» **Work instruction**:
Your task is to quote the records from their first line through the line containing "pub trait FileSource: Send", with nothing added or left out.

» **Records to process**:
--- START ---

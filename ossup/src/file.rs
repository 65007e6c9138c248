//! File references handed to the upload client.
//!
//! A file is anything with a name and a full byte content. The name becomes the object name
//! sent to the presign backend; the content is sent as one `PUT` body.

use crate::error::{Error, Result};
use async_trait::async_trait;
use bytes::Bytes;
use std::path::{Path, PathBuf};

/// Read-only handle to a named blob of bytes.
#[async_trait]
pub trait FileSource: Send + Sync {
    /// Name used as the object name when presigning.
    fn name(&self) -> &str;

    /// Materialise the whole content in memory.
    async fn read_all(&self) -> Result<Bytes>;
}

/// File whose content is already in memory.
#[derive(Debug, Clone, PartialEq, Eq)]
pub struct InMemoryFile {
    name: String,
    content: Bytes,
}

impl InMemoryFile {
    pub fn new(name: impl Into<String>, content: impl Into<Bytes>) -> Self {
        Self {
            name: name.into(),
            content: content.into(),
        }
    }
}

#[async_trait]
impl FileSource for InMemoryFile {
    fn name(&self) -> &str {
        &self.name
    }

    async fn read_all(&self) -> Result<Bytes> {
        Ok(self.content.clone())
    }
}

/// File on the local filesystem, read when the upload happens.
#[derive(Debug, Clone, PartialEq, Eq)]
pub struct LocalFile {
    path: PathBuf,
    name: String,
}

impl LocalFile {
    /// The object name is the last path component. Paths without one (`/`, `..`) are rejected.
    pub fn new(path: impl Into<PathBuf>) -> Result<Self> {
        let path = path.into();
        let name = path
            .file_name()
            .map(|n| n.to_string_lossy().into_owned())
            .ok_or_else(|| Error::InvalidInput(format!("path '{}' has no file name", path.display())))?;
        Ok(Self { path, name })
    }

    pub fn path(&self) -> &Path {
        &self.path
    }
}

#[async_trait]
impl FileSource for LocalFile {
    fn name(&self) -> &str {
        &self.name
    }

    async fn read_all(&self) -> Result<Bytes> {
        let content = tokio::fs::read(&self.path).await?;
        tracing::trace!(path = %self.path.display(), len = content.len(), "Read file into memory");
        Ok(Bytes::from(content))
    }
}

#[cfg(test)]
mod tests {
    use super::*;
    use std::io::Write;

    #[tokio::test]
    async fn test_in_memory_file() {
        let file = InMemoryFile::new("report.pdf", &b"%PDF-1.4"[..]);
        assert_eq!(file.name(), "report.pdf");
        assert_eq!(file.read_all().await.unwrap().as_ref(), b"%PDF-1.4");
    }

    #[tokio::test]
    async fn test_local_file_reads_content() {
        let dir = tempfile::tempdir().unwrap();
        let path = dir.path().join("scan.png");
        let mut handle = std::fs::File::create(&path).unwrap();
        handle.write_all(&[0x89, b'P', b'N', b'G', 0x00, 0xff]).unwrap();

        let file = LocalFile::new(&path).unwrap();
        assert_eq!(file.name(), "scan.png");
        assert_eq!(file.path(), path.as_path());
        assert_eq!(file.read_all().await.unwrap().as_ref(), &[0x89, b'P', b'N', b'G', 0x00, 0xff]);
    }

    #[tokio::test]
    async fn test_local_file_missing_is_io_error() {
        let dir = tempfile::tempdir().unwrap();
        let file = LocalFile::new(dir.path().join("missing.txt")).unwrap();
        assert!(matches!(file.read_all().await, Err(Error::Io(_))));
    }

    #[test]
    fn test_local_file_without_name() {
        assert!(matches!(LocalFile::new("/"), Err(Error::InvalidInput(_))));
        assert!(matches!(LocalFile::new("foo/.."), Err(Error::InvalidInput(_))));
    }
}
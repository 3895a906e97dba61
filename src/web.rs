//! Browser bindings
//!
//! The host page owns the canvas and the animation loop: it calls
//! `frame()` once per `requestAnimationFrame`, forwards clicks to
//! `drop_ball`, and draws from `state_json()` / `drain_events_json()`.

use wasm_bindgen::prelude::*;

use crate::config::GameConfig;
use crate::sim::{GameState, TickInput, tick};

#[wasm_bindgen(start)]
pub fn wasm_start() {
    console_error_panic_hook::set_once();
    let _ = console_log::init_with_level(log::Level::Info);
    log::info!("Ball Drop (web) starting...");
}

/// Game instance holding all state
#[wasm_bindgen]
pub struct WebGame {
    state: GameState,
    config: GameConfig,
    input: TickInput,
}

#[wasm_bindgen]
impl WebGame {
    /// Start a new game. `config_json` overrides the default configuration.
    #[wasm_bindgen(constructor)]
    pub fn new(seed: f64, config_json: Option<String>) -> WebGame {
        let config = match config_json.as_deref().map(GameConfig::from_json) {
            Some(Ok(config)) => config,
            Some(Err(e)) => {
                log::warn!("Invalid config: {}, using defaults", e);
                GameConfig::default()
            }
            None => GameConfig::default(),
        };
        let state = GameState::new(seed as u64, &config);
        WebGame {
            state,
            config,
            input: TickInput::default(),
        }
    }

    /// Advance one animation frame
    pub fn frame(&mut self) {
        tick(&mut self.state, &self.input, &self.config);

        // Clear one-shot inputs after processing
        self.input = TickInput::default();
    }

    /// Queue a drop at canvas coordinates for the next frame
    pub fn drop_ball(&mut self, x: f32, y: f32) {
        self.input.drop_at = Some(glam::Vec2::new(x, y));
    }

    pub fn toggle_pause(&mut self) {
        self.input.pause = true;
    }

    pub fn restart(&mut self, seed: f64) {
        self.input.restart = Some(seed as u64);
    }

    pub fn score(&self) -> f64 {
        self.state.score as f64
    }

    pub fn high_score(&self) -> f64 {
        self.state.high_score as f64
    }

    /// Seed the high score from the host's storage
    pub fn set_high_score(&mut self, score: f64) {
        self.state.high_score = score.max(0.0) as u64;
    }

    pub fn level(&self) -> u32 {
        self.state.level
    }

    pub fn balls_remaining(&self) -> u32 {
        self.state.balls_remaining
    }

    pub fn credits(&self) -> u32 {
        self.state.credits
    }

    pub fn phase(&self) -> String {
        self.state.phase.as_str().to_string()
    }

    /// Full state snapshot for rendering
    pub fn state_json(&self) -> Result<String, JsValue> {
        serde_json::to_string(&self.state).map_err(|e| JsValue::from_str(&e.to_string()))
    }

    /// Events since the last call, as a JSON array
    pub fn drain_events_json(&mut self) -> Result<String, JsValue> {
        let events = self.state.drain_events();
        serde_json::to_string(&events).map_err(|e| JsValue::from_str(&e.to_string()))
    }
}
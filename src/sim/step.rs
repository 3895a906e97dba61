//! Per-frame physics step for a single ball
//!
//! Semi-implicit Euler with a fixed step of one frame, followed by wall,
//! pin, bucket and floor resolution in that order.

use super::collision::{
    ball_below_playfield, ball_in_bucket, ball_pin_collision, ball_side_wall_collision,
};
use super::state::{Ball, Bucket, Pin, PinKind};
use crate::config::{PhysicsConfig, Playfield};

/// A pin struck during a step
#[derive(Debug, Clone, Copy, PartialEq)]
pub struct PinStrike {
    pub pin_id: u32,
    pub kind: PinKind,
}

/// What happened to one ball during one step
#[derive(Debug, Clone, Default, PartialEq)]
pub struct StepOutcome {
    /// Score earned from pins and buckets
    pub score: u64,
    /// Balls to add to the inventory
    pub bonus_balls: u32,
    pub credits: u32,
    /// Pins deactivated by this step
    pub struck_pins: Vec<PinStrike>,
    /// Index into the bucket slice the ball landed in
    pub bucket: Option<usize>,
    /// Ball fell off the bottom without scoring
    pub lost: bool,
}

impl StepOutcome {
    pub fn is_empty(&self) -> bool {
        self.score == 0 && self.struck_pins.is_empty() && self.bucket.is_none() && !self.lost
    }
}

/// Advance one ball by one frame and resolve its collisions
///
/// Inactive balls are left untouched. At most one pin is struck per call:
/// the first active overlapping pin in slice order. At most one bucket
/// scores: once the ball is captured it is inactive.
pub fn step_ball(
    ball: &mut Ball,
    pins: &mut [Pin],
    buckets: &[Bucket],
    physics: &PhysicsConfig,
    field: &Playfield,
) -> StepOutcome {
    let mut outcome = StepOutcome::default();
    if !ball.active {
        return outcome;
    }

    ball.vel.y += physics.gravity;
    ball.pos += ball.vel;

    let wall = ball_side_wall_collision(ball.pos, ball.radius, field.width);
    if wall.hit {
        ball.pos.x = if wall.normal.x > 0.0 {
            ball.radius
        } else {
            field.width - ball.radius
        };
        ball.vel.x *= -physics.bounce;
    }

    for pin in pins.iter_mut().filter(|p| p.active) {
        let contact = ball_pin_collision(ball.pos, ball.radius, pin.pos, pin.radius);
        if !contact.hit {
            continue;
        }

        // Redirect along the normal, keeping damped speed
        let speed = ball.vel.length();
        ball.vel = contact.normal * speed * physics.bounce;
        ball.pos = pin.pos + contact.normal * (ball.radius + pin.radius);

        pin.active = false;
        outcome.score += pin.kind.score();
        outcome.bonus_balls += pin.kind.bonus_balls();
        outcome.credits += pin.kind.credits();
        outcome.struck_pins.push(PinStrike {
            pin_id: pin.id,
            kind: pin.kind,
        });
        break;
    }

    if let Some(index) = buckets.iter().position(|b| ball_in_bucket(ball.pos, b)) {
        ball.active = false;
        outcome.score += buckets[index].score;
        outcome.bucket = Some(index);
    }

    if ball.active && ball_below_playfield(ball.pos, field.height) {
        ball.active = false;
        outcome.lost = true;
    }

    outcome
}

#[cfg(test)]
mod tests {
    use super::*;
    use glam::Vec2;
    use proptest::prelude::*;

    fn field() -> Playfield {
        Playfield::default()
    }

    fn physics() -> PhysicsConfig {
        PhysicsConfig::default()
    }

    fn weightless() -> PhysicsConfig {
        PhysicsConfig {
            gravity: 0.0,
            ..PhysicsConfig::default()
        }
    }

    fn ball_at(x: f32, y: f32) -> Ball {
        Ball::new(1, Vec2::new(x, y), 10.0)
    }

    fn pin_at(id: u32, x: f32, y: f32, kind: PinKind) -> Pin {
        Pin::new(id, Vec2::new(x, y), 5.0, kind)
    }

    #[test]
    fn test_free_fall_from_rest() {
        let mut ball = ball_at(100.0, 100.0);
        let outcome = step_ball(&mut ball, &mut [], &[], &physics(), &field());

        assert!((ball.pos.x - 100.0).abs() < 0.0001);
        assert!((ball.pos.y - 100.2).abs() < 0.0001);
        assert!((ball.vel.y - 0.2).abs() < 0.0001);
        assert_eq!(ball.vel.x, 0.0);
        assert!(ball.active);
        assert!(outcome.is_empty());
    }

    #[test]
    fn test_left_wall_bounce_damps_and_flips() {
        let mut ball = ball_at(10.0, 100.0);
        ball.vel = Vec2::new(-3.0, 0.0);
        step_ball(&mut ball, &mut [], &[], &physics(), &field());

        assert_eq!(ball.pos.x, 10.0);
        assert!((ball.vel.x - 3.0 * 0.6).abs() < 0.0001);
    }

    #[test]
    fn test_right_wall_bounce() {
        let mut ball = ball_at(388.0, 100.0);
        ball.vel = Vec2::new(5.0, 0.0);
        step_ball(&mut ball, &mut [], &[], &physics(), &field());

        assert_eq!(ball.pos.x, 390.0);
        assert!((ball.vel.x + 5.0 * 0.6).abs() < 0.0001);
    }

    #[test]
    fn test_exact_touch_strikes_pin() {
        let mut ball = ball_at(100.0, 100.0);
        let mut pins = [pin_at(9, 100.0, 115.0, PinKind::Plain)];
        let outcome = step_ball(&mut ball, &mut pins, &[], &weightless(), &field());

        assert!(!pins[0].active);
        assert_eq!(outcome.score, 50);
        assert_eq!(
            outcome.struck_pins,
            vec![PinStrike {
                pin_id: 9,
                kind: PinKind::Plain
            }]
        );
    }

    #[test]
    fn test_pin_hit_repositions_and_redirects() {
        // Falling straight down onto a pin slightly to the left
        let mut ball = ball_at(103.0, 90.0);
        ball.vel = Vec2::new(0.0, 4.0);
        let mut pins = [pin_at(1, 100.0, 100.0, PinKind::Plain)];
        step_ball(&mut ball, &mut pins, &[], &weightless(), &field());

        let separation = ball.pos.distance(Vec2::new(100.0, 100.0));
        assert!((separation - 15.0).abs() < 0.001);
        // Speed damped, heading away from the pin
        assert!((ball.vel.length() - 4.0 * 0.6).abs() < 0.001);
        let away = (ball.pos - Vec2::new(100.0, 100.0)).normalize();
        assert!(ball.vel.normalize().dot(away) > 0.999);
    }

    #[test]
    fn test_bonus_pins_award_extras() {
        let mut ball = ball_at(100.0, 100.0);
        let mut pins = [pin_at(1, 100.0, 110.0, PinKind::BonusA)];
        let outcome = step_ball(&mut ball, &mut pins, &[], &weightless(), &field());
        assert_eq!(outcome.score, 100);
        assert_eq!(outcome.bonus_balls, 3);
        assert_eq!(outcome.credits, 0);

        let mut ball = ball_at(100.0, 100.0);
        let mut pins = [pin_at(2, 100.0, 110.0, PinKind::BonusB)];
        let outcome = step_ball(&mut ball, &mut pins, &[], &weightless(), &field());
        assert_eq!(outcome.score, 50);
        assert_eq!(outcome.bonus_balls, 0);
        assert_eq!(outcome.credits, 1);
    }

    #[test]
    fn test_one_pin_per_step_first_wins() {
        let mut ball = ball_at(100.0, 100.0);
        let mut pins = [
            pin_at(1, 200.0, 200.0, PinKind::Plain),
            pin_at(2, 108.0, 100.0, PinKind::BonusA),
            pin_at(3, 92.0, 100.0, PinKind::Plain),
        ];
        let outcome = step_ball(&mut ball, &mut pins, &[], &weightless(), &field());

        assert_eq!(outcome.struck_pins.len(), 1);
        assert_eq!(outcome.struck_pins[0].pin_id, 2);
        assert!(pins[0].active);
        assert!(!pins[1].active);
        assert!(pins[2].active);
    }

    #[test]
    fn test_inactive_pins_are_ignored() {
        let mut ball = ball_at(100.0, 100.0);
        let mut pins = [pin_at(1, 100.0, 108.0, PinKind::Plain)];
        pins[0].active = false;
        let outcome = step_ball(&mut ball, &mut pins, &[], &weightless(), &field());
        assert!(outcome.struck_pins.is_empty());
        assert_eq!(ball.pos, Vec2::new(100.0, 100.0));
    }

    #[test]
    fn test_bucket_captures_ball() {
        let buckets = [Bucket::new(25.0, 570.0, 50.0, 30.0, 100)];
        let mut ball = ball_at(50.0, 580.0);
        ball.vel = Vec2::new(0.0, 2.0);
        let outcome = step_ball(&mut ball, &mut [], &buckets, &physics(), &field());

        assert!(!ball.active);
        assert_eq!(outcome.score, 100);
        assert_eq!(outcome.bucket, Some(0));
        assert!(!outcome.lost);
    }

    #[test]
    fn test_overlapping_buckets_credit_once() {
        let buckets = [
            Bucket::new(0.0, 500.0, 100.0, 50.0, 100),
            Bucket::new(40.0, 500.0, 100.0, 50.0, 300),
        ];
        let mut ball = ball_at(50.0, 520.0);
        let outcome = step_ball(&mut ball, &mut [], &buckets, &weightless(), &field());

        assert_eq!(outcome.score, 100);
        assert_eq!(outcome.bucket, Some(0));
    }

    #[test]
    fn test_falls_out_without_score() {
        let mut ball = ball_at(200.0, 599.0);
        ball.vel = Vec2::new(0.0, 5.0);
        let outcome = step_ball(&mut ball, &mut [], &[], &physics(), &field());

        assert!(!ball.active);
        assert!(outcome.lost);
        assert_eq!(outcome.score, 0);
    }

    #[test]
    fn test_inactive_ball_does_not_move() {
        let mut ball = ball_at(100.0, 100.0);
        ball.active = false;
        let before = ball.clone();
        let mut pins = [pin_at(1, 100.0, 105.0, PinKind::Plain)];
        let outcome = step_ball(&mut ball, &mut pins, &[], &physics(), &field());

        assert_eq!(ball, before);
        assert!(pins[0].active);
        assert!(outcome.is_empty());
    }

    proptest! {
        #[test]
        fn prop_rest_ball_gains_exactly_gravity(
            x in 20.0f32..380.0,
            y in 0.0f32..400.0,
            gravity in 0.0f32..2.0,
        ) {
            let physics = PhysicsConfig { gravity, ..PhysicsConfig::default() };
            let mut ball = ball_at(x, y);
            step_ball(&mut ball, &mut [], &[], &physics, &field());
            prop_assert_eq!(ball.vel.y, gravity);
            prop_assert_eq!(ball.vel.x, 0.0);
        }

        #[test]
        fn prop_ball_stays_between_walls(
            x in 10.0f32..390.0,
            vx in -50.0f32..50.0,
        ) {
            let mut ball = ball_at(x, 100.0);
            ball.vel.x = vx;
            step_ball(&mut ball, &mut [], &[], &physics(), &field());
            prop_assert!(ball.pos.x >= ball.radius);
            prop_assert!(ball.pos.x <= 400.0 - ball.radius);
        }

        #[test]
        fn prop_pin_hit_never_leaves_overlap(
            dx in -14.0f32..14.0,
            dy in -14.0f32..14.0,
            vx in -5.0f32..5.0,
            vy in -5.0f32..5.0,
        ) {
            let pin_pos = Vec2::new(200.0, 300.0);
            let mut pins = [Pin::new(1, pin_pos, 5.0, PinKind::Plain)];
            let mut ball = Ball::new(1, pin_pos + Vec2::new(dx, dy), 10.0);
            ball.vel = Vec2::new(vx, vy);
            let speed_before = ball.vel.length();
            let outcome = step_ball(&mut ball, &mut pins, &[], &weightless(), &field());

            if !outcome.struck_pins.is_empty() {
                prop_assert!(!pins[0].active);
                prop_assert!((ball.pos.distance(pin_pos) - 15.0).abs() < 0.01);
                prop_assert!(ball.vel.length() <= speed_before * 0.6 + 0.001);
            }
        }
    }
}
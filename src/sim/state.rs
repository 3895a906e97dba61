//! Game state and core simulation types
//!
//! Everything a run needs lives in [`GameState`]; there are no globals.

use glam::Vec2;
use rand_pcg::Pcg32;
use serde::{Deserialize, Serialize};

use super::level::start_level;
use crate::config::GameConfig;

/// Current phase of gameplay
#[derive(Debug, Clone, Copy, PartialEq, Eq, Serialize, Deserialize)]
pub enum GamePhase {
    /// Balls fall, drops are accepted
    Playing,
    /// Game is paused
    Paused,
    /// All pins struck, waiting for the next level to start
    LevelComplete,
    /// Inventory empty and no ball left in play
    GameOver,
}

impl GamePhase {
    pub fn as_str(&self) -> &'static str {
        match self {
            GamePhase::Playing => "playing",
            GamePhase::Paused => "paused",
            GamePhase::LevelComplete => "level_complete",
            GamePhase::GameOver => "game_over",
        }
    }
}

/// A falling ball
#[derive(Debug, Clone, PartialEq, Serialize, Deserialize)]
pub struct Ball {
    pub id: u32,
    pub pos: Vec2,
    pub vel: Vec2,
    pub radius: f32,
    /// Cleared when the ball lands in a bucket or leaves the playfield
    pub active: bool,
}

impl Ball {
    /// A ball at rest at `pos`
    pub fn new(id: u32, pos: Vec2, radius: f32) -> Self {
        Self {
            id,
            pos,
            vel: Vec2::ZERO,
            radius,
            active: true,
        }
    }
}

/// Pin category
#[derive(Debug, Clone, Copy, PartialEq, Eq, Default, Serialize, Deserialize)]
pub enum PinKind {
    #[default]
    Plain,
    /// Blue pin: double score and extra balls
    BonusA,
    /// Gold pin: awards a credit
    BonusB,
}

impl PinKind {
    /// Score awarded when struck
    pub fn score(&self) -> u64 {
        match self {
            PinKind::BonusA => 100,
            PinKind::Plain | PinKind::BonusB => 50,
        }
    }

    /// Balls added to the inventory when struck
    pub fn bonus_balls(&self) -> u32 {
        match self {
            PinKind::BonusA => 3,
            _ => 0,
        }
    }

    /// Credits awarded when struck
    pub fn credits(&self) -> u32 {
        match self {
            PinKind::BonusB => 1,
            _ => 0,
        }
    }
}

/// A static circular obstacle, removed on first contact
#[derive(Debug, Clone, PartialEq, Serialize, Deserialize)]
pub struct Pin {
    pub id: u32,
    pub pos: Vec2,
    pub radius: f32,
    pub kind: PinKind,
    pub active: bool,
}

impl Pin {
    pub fn new(id: u32, pos: Vec2, radius: f32, kind: PinKind) -> Self {
        Self {
            id,
            pos,
            radius,
            kind,
            active: true,
        }
    }
}

/// Axis-aligned scoring region at the bottom of the playfield
#[derive(Debug, Clone, PartialEq, Serialize, Deserialize)]
pub struct Bucket {
    /// Top-left corner
    pub min: Vec2,
    pub size: Vec2,
    pub score: u64,
}

impl Bucket {
    pub fn new(x: f32, y: f32, width: f32, height: f32, score: u64) -> Self {
        Self {
            min: Vec2::new(x, y),
            size: Vec2::new(width, height),
            score,
        }
    }

    #[inline]
    pub fn max(&self) -> Vec2 {
        self.min + self.size
    }
}

/// Something the presentation layer may want to react to
#[derive(Debug, Clone, PartialEq, Serialize)]
#[serde(tag = "type")]
pub enum GameEvent {
    BallDropped { ball_id: u32, pos: Vec2 },
    PinHit { pin_id: u32, kind: PinKind, score: u64, pos: Vec2 },
    BonusBalls { count: u32 },
    CreditEarned { count: u32 },
    BucketScored { bucket: usize, score: u64, pos: Vec2 },
    BallLost { ball_id: u32 },
    LevelCleared { level: u32 },
    LevelStarted { level: u32 },
    GameOver { score: u64 },
    NewHighScore { score: u64 },
}

/// RNG state wrapper for serialization
#[derive(Debug, Clone, Serialize, Deserialize)]
pub struct RngState {
    pub seed: u64,
    pub stream: u64,
}

impl RngState {
    pub fn new(seed: u64) -> Self {
        Self { seed, stream: 0 }
    }

    pub fn to_rng(&self) -> Pcg32 {
        Pcg32::new(self.seed, self.stream)
    }
}

/// Complete game state (deterministic, serializable)
#[derive(Debug, Clone, Serialize, Deserialize)]
pub struct GameState {
    /// Run seed for reproducibility
    pub seed: u64,
    /// RNG state; the stream selects the level being generated
    pub rng_state: RngState,
    /// Current level (1-based)
    pub level: u32,
    pub score: u64,
    /// Balls the player can still drop
    pub balls_remaining: u32,
    pub credits: u32,
    /// Best score seen by this state, survives restarts
    pub high_score: u64,
    /// Simulated frame counter
    pub frame: u64,
    pub phase: GamePhase,
    /// Frames left before the next level starts (LevelComplete only)
    pub transition_frames: u32,
    /// Balls in play (sorted by id)
    pub balls: Vec<Ball>,
    /// Pins of the current level, in placement order
    pub pins: Vec<Pin>,
    pub buckets: Vec<Bucket>,
    /// Events produced since the last drain (not gameplay-affecting)
    #[serde(skip)]
    pub events: Vec<GameEvent>,
    /// Next entity ID
    next_id: u32,
}

impl GameState {
    /// Create a new game with the given seed, starting at level 1
    pub fn new(seed: u64, config: &GameConfig) -> Self {
        let mut state = Self {
            seed,
            rng_state: RngState::new(seed),
            level: 1,
            score: 0,
            balls_remaining: config.rules.starting_balls,
            credits: 0,
            high_score: 0,
            frame: 0,
            phase: GamePhase::Playing,
            transition_frames: 0,
            balls: Vec::new(),
            pins: Vec::new(),
            buckets: Vec::new(),
            events: Vec::new(),
            next_id: 1,
        };

        start_level(&mut state, config);

        state
    }

    /// Start over with a new seed, keeping the high score
    pub fn restart(&mut self, seed: u64, config: &GameConfig) {
        let high_score = self.high_score;
        *self = Self::new(seed, config);
        self.high_score = high_score;
        log::info!("Game restarted with seed {}", seed);
    }

    /// Allocate a new entity ID
    pub fn next_entity_id(&mut self) -> u32 {
        let id = self.next_id;
        self.next_id += 1;
        id
    }

    /// Put a new ball into play at `pos`. Does not touch the inventory.
    pub fn spawn_ball(&mut self, pos: Vec2, radius: f32) -> u32 {
        let id = self.next_entity_id();
        self.balls.push(Ball::new(id, pos, radius));
        id
    }

    pub fn active_pin_count(&self) -> usize {
        self.pins.iter().filter(|p| p.active).count()
    }

    pub fn active_ball_count(&self) -> usize {
        self.balls.iter().filter(|b| b.active).count()
    }

    /// Take all events produced since the last call
    pub fn drain_events(&mut self) -> Vec<GameEvent> {
        std::mem::take(&mut self.events)
    }

    /// Ensure balls are sorted by ID for deterministic iteration
    pub fn normalize_order(&mut self) {
        self.balls.sort_by_key(|b| b.id);
    }
}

--- END ---

» **Answer to this problem**:
filename ossup/src/file.rs
repository 65007e6c9138c248
//! File references handed to the upload client.
//!
//! A file is anything with a name and a full byte content. The name becomes the object name
//! sent to the presign backend; the content is sent as one `PUT` body.

use crate::error::{Error, Result};
use async_trait::async_trait;
use bytes::Bytes;
use std::path::{Path, PathBuf};

/// Read-only handle to a named blob of bytes.
#[async_trait]
pub trait FileSource: Send + Sync {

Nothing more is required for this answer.